INPUT MATERIAL
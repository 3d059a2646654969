use std::path::Path;

use lotr2_rl::{ActionSpace, Config, Frame, TurnDetector, TurnState, preload};

fn repo_file(rel: &str) -> std::path::PathBuf {
    Path::new(env!("CARGO_MANIFEST_DIR")).join(rel)
}

#[test]
fn shipped_config_matches_defaults() {
    let cfg = Config::load(&repo_file("configs/lotr2.yaml")).unwrap();
    let defaults = Config::default();
    assert_eq!(cfg.geometry.cell_size, defaults.geometry.cell_size);
    assert_eq!(cfg.observation.crop, defaults.observation.crop);
    assert_eq!(cfg.observation.resource, defaults.observation.resource);
    assert_eq!(cfg.turn.full_screen_menu_at, (521, 386));

    let space = ActionSpace::new(&cfg.geometry, cfg.geometry.drag);
    assert_eq!((space.grid_width(), space.grid_height()), (52, 38));
    assert_eq!(space.size(), 1978);
}

#[test]
fn shipped_preload_script_parses_cleanly() {
    let text = std::fs::read_to_string(repo_file("configs/lotr2/preload.txt")).unwrap();
    let commands = preload::parse(&text);
    let meaningful = text
        .lines()
        .filter(|l| !l.trim().is_empty() && !l.trim().starts_with('#'))
        .count();
    assert_eq!(commands.len(), meaningful);
}

#[test]
fn shipped_templates_are_optional() {
    let cfg = Config::load(&repo_file("configs/lotr2.yaml")).unwrap();
    assert!(cfg.turn.confirm_button_template.is_none());
    // Template paths are resolved against the working directory; an absent
    // file disables the check instead of failing construction.
    let detector = TurnDetector::from_config(&cfg.turn).unwrap();
    let frame = Frame::new(image::RgbImage::new(534, 400));
    if !Path::new("assets/lotr2/main_menu_gray.png").exists() {
        assert_eq!(detector.classify(&frame), TurnState::Settled);
    }
    assert!(!detector.is_full_screen_menu(&frame));
}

EXERCISE
Emit verbatim the lines running from the one with "let detector = TurnDetector::from_config(&cfg.turn).unwrap();" through the last line of the data, both endpoints inclusive.

ANSWER AREA
    let detector = TurnDetector::from_config(&cfg.turn).unwrap();
    let frame = Frame::new(image::RgbImage::new(534, 400));
    if !Path::new("assets/lotr2/main_menu_gray.png").exists() {
        assert_eq!(detector.classify(&frame), TurnState::Settled);
    }
    assert!(!detector.is_full_screen_menu(&frame));
}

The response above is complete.